Search the records for lines with the word "joined" and copy each match.

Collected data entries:
*-*-*

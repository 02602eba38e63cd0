//! Acquisition pipeline: one producer thread per source feeding a bounded
//! drop-oldest `FrameBuffer`, read by a single analytics consumer.
//!
//! Only the acquisition thread pushes; only the consumer pops. `read` is the
//! sole blocking point on the consumer side, and a timeout with no data is
//! how the consumer learns the source is exhausted.

use anyhow::{anyhow, Result};
use std::collections::BTreeMap;
use std::sync::atomic::{AtomicBool, AtomicU64, Ordering};
use std::sync::Arc;
use std::thread::JoinHandle;
use std::time::Duration;

use crate::frame::{Frame, FrameBuffer, FrameShape, DEFAULT_BUFFER_CAPACITY};
use crate::ingest::FrameSource;

/// Counters shared between the acquisition thread and the consumer.
#[derive(Debug, Default)]
struct Counters {
    acquired: AtomicU64,
    dropped: AtomicU64,
    finished: AtomicBool,
}

/// Snapshot of pipeline counters.
#[derive(Clone, Copy, Debug, Default, PartialEq, Eq)]
pub struct PipelineStats {
    pub frames_acquired: u64,
    pub frames_dropped: u64,
    pub frames_buffered: usize,
    pub acquisition_finished: bool,
}

/// Owns a started source on the acquisition thread. Dropping it releases the
/// source, so every exit path (end of stream, error, stop, panic) releases
/// exactly once.
struct SourceGuard(Box<dyn FrameSource>);

impl Drop for SourceGuard {
    fn drop(&mut self) {
        self.0.release();
    }
}

pub struct FramePipeline {
    source: Option<Box<dyn FrameSource>>,
    shape: FrameShape,
    buffer: Arc<FrameBuffer<Frame>>,
    shutdown: Arc<AtomicBool>,
    counters: Arc<Counters>,
    join: Option<JoinHandle<()>>,
}

impl FramePipeline {
    pub fn new<S: FrameSource + 'static>(source: S) -> Self {
        Self::with_capacity(source, DEFAULT_BUFFER_CAPACITY)
    }

    pub fn with_capacity<S: FrameSource + 'static>(source: S, capacity: usize) -> Self {
        Self::from_boxed(Box::new(source), capacity)
    }

    pub fn from_boxed(source: Box<dyn FrameSource>, capacity: usize) -> Self {
        let shape = source.frame_shape();
        Self {
            source: Some(source),
            shape,
            buffer: Arc::new(FrameBuffer::with_capacity(capacity)),
            shutdown: Arc::new(AtomicBool::new(false)),
            counters: Arc::new(Counters::default()),
            join: None,
        }
    }

    /// Open the source and spawn the acquisition thread.
    ///
    /// Open failures are returned to the caller after the source has been
    /// released.
    pub fn start(&mut self) -> Result<()> {
        let mut source = self
            .source
            .take()
            .ok_or_else(|| anyhow!("frame pipeline already started"))?;
        if let Err(err) = source.open() {
            source.release();
            return Err(err);
        }

        let guard = SourceGuard(source);
        let buffer = self.buffer.clone();
        let shutdown = self.shutdown.clone();
        let counters = self.counters.clone();
        let join = std::thread::Builder::new()
            .name("frame-acquisition".to_string())
            .spawn(move || acquire_frames(guard, &buffer, &shutdown, &counters))?;
        self.join = Some(join);
        log::info!(
            "frame pipeline started ({}x{}, buffer capacity {})",
            self.shape.width,
            self.shape.height,
            self.buffer.capacity()
        );
        Ok(())
    }

    /// Wait up to `timeout` for the next frame. `None` means no data.
    pub fn read(&self, timeout: Duration) -> Option<Frame> {
        self.buffer.pop_timeout(timeout)
    }

    /// Signal the acquisition thread, join it, and discard buffered frames.
    ///
    /// Safe to call repeatedly and before `start`.
    pub fn stop(&mut self) -> Result<()> {
        self.shutdown.store(true, Ordering::SeqCst);
        let Some(join) = self.join.take() else {
            return Ok(());
        };
        let joined = join.join();
        self.buffer.clear();
        log::info!(
            "frame pipeline stopped (acquired={}, dropped={})",
            self.counters.acquired.load(Ordering::SeqCst),
            self.counters.dropped.load(Ordering::SeqCst)
        );
        joined.map_err(|_| anyhow!("frame acquisition thread panicked"))
    }

    pub fn frame_shape(&self) -> FrameShape {
        self.shape
    }

    pub fn is_running(&self) -> bool {
        self.join.is_some() && !self.counters.finished.load(Ordering::SeqCst)
    }

    pub fn stats(&self) -> PipelineStats {
        PipelineStats {
            frames_acquired: self.counters.acquired.load(Ordering::SeqCst),
            frames_dropped: self.counters.dropped.load(Ordering::SeqCst),
            frames_buffered: self.buffer.len(),
            acquisition_finished: self.counters.finished.load(Ordering::SeqCst),
        }
    }
}

impl Drop for FramePipeline {
    fn drop(&mut self) {
        if let Err(err) = self.stop() {
            log::error!("frame pipeline shutdown failed: {}", err);
        }
    }
}

fn acquire_frames(
    mut guard: SourceGuard,
    buffer: &FrameBuffer<Frame>,
    shutdown: &AtomicBool,
    counters: &Counters,
) {
    while !shutdown.load(Ordering::SeqCst) {
        if !guard.0.is_healthy() {
            log::error!(
                "frame source {} unhealthy after {} frames, stopping acquisition",
                guard.0.stats().path,
                counters.acquired.load(Ordering::SeqCst)
            );
            break;
        }
        match guard.0.next_frame() {
            Ok(Some(frame)) => {
                counters.acquired.fetch_add(1, Ordering::SeqCst);
                if let Some(evicted) = buffer.push(frame) {
                    counters.dropped.fetch_add(1, Ordering::SeqCst);
                    log::debug!("frame buffer full, dropped frame {}", evicted.index);
                }
            }
            Ok(None) => {
                log::info!(
                    "frame source {} exhausted after {} frames",
                    guard.0.stats().path,
                    counters.acquired.load(Ordering::SeqCst)
                );
                break;
            }
            Err(err) => {
                log::error!("frame acquisition failed: {}", err);
                break;
            }
        }
    }
    counters.finished.store(true, Ordering::SeqCst);
    drop(guard);
}

// ----------------------------------------------------------------------------
// Multi-camera fan-in
// ----------------------------------------------------------------------------

/// A set of named pipelines started and stopped together.
#[derive(Default)]
pub struct MultiCameraPipeline {
    pipelines: BTreeMap<String, FramePipeline>,
}

impl MultiCameraPipeline {
    pub fn new() -> Self {
        Self::default()
    }

    pub fn add(&mut self, camera_id: impl Into<String>, pipeline: FramePipeline) {
        self.pipelines.insert(camera_id.into(), pipeline);
    }

    pub fn camera_ids(&self) -> Vec<String> {
        self.pipelines.keys().cloned().collect()
    }

    /// Start every pipeline. On failure the already-started ones are stopped.
    pub fn start_all(&mut self) -> Result<()> {
        let mut failure = None;
        for (id, pipeline) in self.pipelines.iter_mut() {
            if let Err(err) = pipeline.start() {
                failure = Some(anyhow!("camera {} failed to start: {}", id, err));
                break;
            }
        }
        if let Some(err) = failure {
            self.stop_all()?;
            return Err(err);
        }
        Ok(())
    }

    /// Stop every pipeline, reporting the first failure after all were stopped.
    pub fn stop_all(&mut self) -> Result<()> {
        let mut first_err = None;
        for (id, pipeline) in self.pipelines.iter_mut() {
            if let Err(err) = pipeline.stop() {
                log::error!("camera {} failed to stop: {}", id, err);
                first_err.get_or_insert(err);
            }
        }
        match first_err {
            Some(err) => Err(err),
            None => Ok(()),
        }
    }

    /// One read per camera; cameras without data within `timeout` are omitted.
    pub fn read_all(&self, timeout: Duration) -> BTreeMap<String, Frame> {
        self.pipelines
            .iter()
            .filter_map(|(id, pipeline)| pipeline.read(timeout).map(|f| (id.clone(), f)))
            .collect()
    }
}
//! Urban Vision
//!
//! Real-time urban scene analytics over a stream of camera frames.
//!
//! # Architecture
//!
//! Frames flow one direction per cycle:
//!
//! 1. **Acquisition**: a `FrameSource` feeds a `FramePipeline`, whose
//!    producer thread pushes into a bounded drop-oldest `FrameBuffer`.
//! 2. **Detection**: the `Orchestrator` runs the default `DetectorBackend`
//!    from a `BackendRegistry` and filters by confidence and target class.
//! 3. **Analytics**: the detections feed the person `Tracker` and the
//!    traffic, crowd and parking analyzers.
//! 4. **Reporting**: each cycle yields one `FrameReport` for a `ReportSink`.
//!
//! # Module Structure
//!
//! - `frame`: frames, shapes and the bounded frame buffer
//! - `ingest`: frame sources (raw RGB files, synthetic `stub://` scenes)
//! - `pipeline`: acquisition threads, single and multi camera
//! - `detect`: detection types, backends and the registry
//! - `geometry`: boxes, IoU and distances
//! - `analytics`: tracker, traffic, crowd and parking
//! - `orchestrator`, `report`: per-frame control flow and output
//! - `config`: file + environment configuration

use std::time::{SystemTime, UNIX_EPOCH};

pub mod analytics;
pub mod config;
pub mod detect;
pub mod frame;
pub mod geometry;
pub mod ingest;
pub mod orchestrator;
pub mod pipeline;
pub mod report;

pub use analytics::{
    CongestionLevel, CrowdAnalyzer, CrowdDensityLevel, CrowdMethod, CrowdReport, Direction,
    FlowReport, MovementPattern, ParkingAnalyzer, ParkingReport, ParkingSpot, SpotMethod, Track,
    TrackId, Tracker, TrafficAnalyzer, TrafficReport,
};
pub use config::VisionConfig;
pub use detect::{
    BackendRegistry, Detection, DetectionCapability, DetectorBackend, ScriptedBackend, StubBackend,
};
pub use frame::{Frame, FrameBuffer, FrameShape, DEFAULT_BUFFER_CAPACITY, DEFAULT_READ_TIMEOUT};
pub use geometry::{iou, BBox, Point};
pub use ingest::{FileConfig, FileSource, FrameSource};
pub use orchestrator::{Orchestrator, OrchestratorSettings, RunSummary};
pub use pipeline::{FramePipeline, MultiCameraPipeline, PipelineStats};
pub use report::{FrameReport, JsonLinesSink, MemorySink, ReportSink};

/// Seconds since the Unix epoch, 0 if the clock is before it.
pub fn now_epoch_secs() -> f64 {
    SystemTime::now()
        .duration_since(UNIX_EPOCH)
        .map(|d| d.as_secs_f64())
        .unwrap_or(0.0)
}
use anyhow::{anyhow, Result};
use std::path::Path;

use crate::detect::backend::{DetectionCapability, DetectorBackend};
use crate::detect::result::Detection;
use crate::frame::Frame;

/// Replays precomputed detections keyed by frame index.
///
/// Entry `i` of the script belongs to the frame with `index == i`, so frames
/// dropped by the pipeline simply skip their entries. Past the end of the
/// script the backend either wraps around (`looping`) or returns empty lists.
pub struct ScriptedBackend {
    script: Vec<Vec<Detection>>,
    looping: bool,
}

impl ScriptedBackend {
    pub fn new(script: Vec<Vec<Detection>>) -> Self {
        Self {
            script,
            looping: false,
        }
    }

    pub fn looping(mut self, looping: bool) -> Self {
        self.looping = looping;
        self
    }

    /// Load a JSON array of per-frame detection arrays.
    pub fn from_json_file(path: &Path) -> Result<Self> {
        let raw = std::fs::read_to_string(path)
            .map_err(|e| anyhow!("failed to read detection script {}: {}", path.display(), e))?;
        let script: Vec<Vec<Detection>> = serde_json::from_str(&raw)
            .map_err(|e| anyhow!("invalid detection script {}: {}", path.display(), e))?;
        log::info!(
            "ScriptedBackend: loaded {} frames of detections from {}",
            script.len(),
            path.display()
        );
        Ok(Self::new(script))
    }

    /// Number of scripted frames.
    pub fn len(&self) -> usize {
        self.script.len()
    }

    pub fn is_empty(&self) -> bool {
        self.script.is_empty()
    }

    fn entry_for(&self, index: u64) -> Option<&Vec<Detection>> {
        let len = self.script.len() as u64;
        if len == 0 {
            return None;
        }
        let slot = if self.looping { index % len } else { index };
        usize::try_from(slot).ok().and_then(|i| self.script.get(i))
    }
}

impl DetectorBackend for ScriptedBackend {
    fn name(&self) -> &'static str {
        "scripted"
    }

    fn supports(&self, capability: DetectionCapability) -> bool {
        matches!(
            capability,
            DetectionCapability::PersonDetection | DetectionCapability::VehicleDetection
        )
    }

    fn detect(&mut self, frame: &Frame) -> Result<Vec<Detection>> {
        Ok(self.entry_for(frame.index).cloned().unwrap_or_default())
    }
}
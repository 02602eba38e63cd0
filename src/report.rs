//! Per-frame output and where it goes.

use anyhow::{anyhow, Result};
use serde::Serialize;
use std::collections::BTreeMap;
use std::io::Write;

use crate::analytics::{CrowdReport, FlowReport, ParkingReport, Track, TrackId, TrafficReport};

/// Everything the analytics stage derived from one frame.
#[derive(Clone, Debug, PartialEq, Serialize)]
pub struct FrameReport {
    pub frame_index: u64,
    pub traffic: TrafficReport,
    pub crowd: CrowdReport,
    pub parking: ParkingReport,
    pub tracks: BTreeMap<TrackId, Track>,
    pub flow: FlowReport,
}

/// Consumer of frame reports.
pub trait ReportSink {
    fn emit(&mut self, report: &FrameReport) -> Result<()>;

    fn flush(&mut self) -> Result<()> {
        Ok(())
    }
}

/// One JSON document per line.
pub struct JsonLinesSink<W: Write> {
    writer: W,
    written: u64,
}

impl<W: Write> JsonLinesSink<W> {
    pub fn new(writer: W) -> Self {
        Self { writer, written: 0 }
    }

    pub fn written(&self) -> u64 {
        self.written
    }

    pub fn into_inner(self) -> W {
        self.writer
    }
}

impl<W: Write> ReportSink for JsonLinesSink<W> {
    fn emit(&mut self, report: &FrameReport) -> Result<()> {
        serde_json::to_writer(&mut self.writer, report)
            .map_err(|e| anyhow!("failed to encode frame {}: {}", report.frame_index, e))?;
        self.writer.write_all(b"\n")?;
        self.written += 1;
        Ok(())
    }

    fn flush(&mut self) -> Result<()> {
        self.writer.flush()?;
        Ok(())
    }
}

/// Keeps reports in memory.
#[derive(Debug, Default)]
pub struct MemorySink {
    pub reports: Vec<FrameReport>,
}

impl ReportSink for MemorySink {
    fn emit(&mut self, report: &FrameReport) -> Result<()> {
        self.reports.push(report.clone());
        Ok(())
    }
}
//! Scene analytics over per-frame detections.
//!
//! - `tracker`: IoU tracking of people and pedestrian flow
//! - `traffic`: vehicle counts, density and congestion
//! - `crowd`: people counting, clustering and density maps
//! - `parking`: spot generation and occupancy

pub mod crowd;
pub mod parking;
pub mod tracker;
pub mod traffic;

pub use crowd::{CrowdAnalyzer, CrowdDensityLevel, CrowdMethod, CrowdReport};
pub use parking::{ParkingAnalyzer, ParkingReport, ParkingSpot, SpotMethod};
pub use tracker::{Direction, FlowReport, MovementPattern, Track, TrackId, Tracker};
pub use traffic::{CongestionLevel, TrafficAnalyzer, TrafficReport};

*-*-*

_Response to this task_:
        let joined = join.join();
        joined.map_err(|_| anyhow!("frame acquisition thread panicked"))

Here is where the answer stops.